To honor John’s contributions to our understanding of the molecular basis of memory, his colleagues at Brandeis organized a retreat recently. Not being able to attend this in person, John delivered a talk over video from the intensive care unit, with hospital beeps humming in the background. He began, “It's really exciting for me to give this talk because it's a quest of over 30 years; I don't think that's very common these days, to have such a long quest. In any case, that's how long it took to almost settle this question: what is the molecular basis of memory?” It was a masterful presentation, delivered in his usual captivating voice. Assembling evidence across 30 years, from his lab and many others, John made a persuasive case that the CaMKII complex is a basis for synaptic memory storage—and his quest for the holy grail of memory succeeded.

Another favorite topic of John’s was brain oscillations. He noticed that the amplitude of fast gamma oscillations in rodent hippocampus is modulated by the slower theta oscillations. This suggested to him that each theta cycle could serve as a temporal frame for four to eight gamma cycles. In an extraordinary intellectual jump, John connected these observations to working memory processing in humans. Psychology experiments had shown that humans have a limited working memory capacity of 7 ± 2 items; when searching for an item stored in this memory, it is serially scanned. John together with Marco Idiart proposed a model based on nested theta/gamma oscillations that quantitatively explained these phenomena, with individual gamma cycles each representing an item in a defined order within each cycle of theta oscillation. Remarkably, this model has received much experimental support, from studies of the firing of hippocampal neurons in rodents to electroencephalogram recordings in humans during working memory tasks.

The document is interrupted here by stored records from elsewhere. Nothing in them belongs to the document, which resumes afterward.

use std::io::Write;
use std::path::Path;

use imago_core::{Env, ErrorKind, Value};

use crate::register_fn;

pub fn register(env: &Env) {
    // Display form, no separators, value of the last argument.
    register_fn(env, "prin", |_ctx, args| {
        let mut value = Value::nil();
        for arg in args {
            print!("{}", arg.fmt_display());
            value = arg.clone();
        }
        let _ = std::io::stdout().flush();
        Ok(value)
    });

    register_fn(env, "print", |_ctx, args| {
        let mut value = Value::nil();
        for arg in args {
            print!("{}", arg.fmt_display());
            value = arg.clone();
        }
        println!();
        Ok(value)
    });

    // Write a string to a path, creating parent directories if needed.
    register_fn(env, "save", |ctx, args| {
        const HINT: &str = "(save str path)";
        if args.len() != 2 {
            return Err(ctx.error(ErrorKind::WrongNumOfArgs, HINT, Value::list(args.to_vec())));
        }
        let (Some(bytes), Some(path)) = (
            args[0].str_bytes(),
            args[1].with_str(|b| String::from_utf8_lossy(b).into_owned()),
        ) else {
            return Err(ctx.error(ErrorKind::NotAllStrings, HINT, Value::list(args.to_vec())));
        };
        if let Some(parent) = Path::new(&path).parent() {
            if !parent.as_os_str().is_empty() {
                let _ = std::fs::create_dir_all(parent);
            }
        }
        match std::fs::write(&path, &bytes) {
            Ok(()) => Ok(args[0].clone()),
            Err(_) => Err(ctx.error(ErrorKind::OpenError, HINT, args[1].clone())),
        }
    });

    // Whole file as a string; nil when the file cannot be read.
    register_fn(env, "load", |ctx, args| {
        const HINT: &str = "(load path)";
        if args.len() != 1 {
            return Err(ctx.error(ErrorKind::WrongNumOfArgs, HINT, Value::list(args.to_vec())));
        }
        let Some(path) = args[0].with_str(|b| String::from_utf8_lossy(b).into_owned()) else {
            return Err(ctx.error(ErrorKind::NotAString, HINT, args[0].clone()));
        };
        match std::fs::read(&path) {
            Ok(bytes) => Ok(Value::string(bytes)),
            Err(_) => Ok(Value::nil()),
        }
    });
}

The unexpectedness and sheer audacity of this model may be less obvious in hindsight: the use of rat neurophysiological observations to explain classic psychological constraints in human working memory! Indeed, it was initially met with amusement, but John indefatigably and productively pursued the model’s implications through numerous collaborations. Nested theta/gamma oscillations have since been observed outside the hippocampus as well, from sensory areas to motor cortex. This led John and Ole Jensen to expand the model, proposing that such nested oscillations provide a neural code for sending multi-item messages across brain regions.

Beyond a passion for science, John also had artistic inclinations. He loved digital arts and photography. He carried a camera when visiting labs and would suddenly snap a picture of a colleague in the middle of a conversation—capturing the essence of their character. Pictures from his fabled gallery of neuroscientists decorate the walls of his lab and can be found online at https://johnlisman.smugmug.com/.

I was privileged to study with John as a graduate student. Working with him was challenging, inspiring and full of surprises; he would regularly start a day with a new outlandish idea and grab some of us from the lab for a walk around campus with his dog while we helped him scrutinize the idea. For me, these morning discussions epitomized John’s unique style: he could suspend disbelief at will to make imaginative connections, then move on to deliberating whether the idea is even theoretically feasible and finally jump into examining the finer points of experimental evidence, rapidly shifting back and forth among these. His friend and collaborator Gordon Fain playfully called his approach Lisman’s law: “You have to believe it in order to see it!” What John meant was that scientific discovery begins with an idea, an expectation, which we hope to prove or disprove. He expected a lot from his students and provided daily inspiration with big ideas to guide our day-to-day research and a personal example of dedication to rigor and to science. After I graduated from Brandeis and established my own lab, John transitioned from advisor and mentor to becoming a colleague and a dear friend. I think of him often. And when I do research, teach and mentor students, his way of accomplishing these tasks with intelligence, creativity and humor continues to guide me. I will sorely miss John, as will the rest of the neuroscience community, his many friends and students and his family.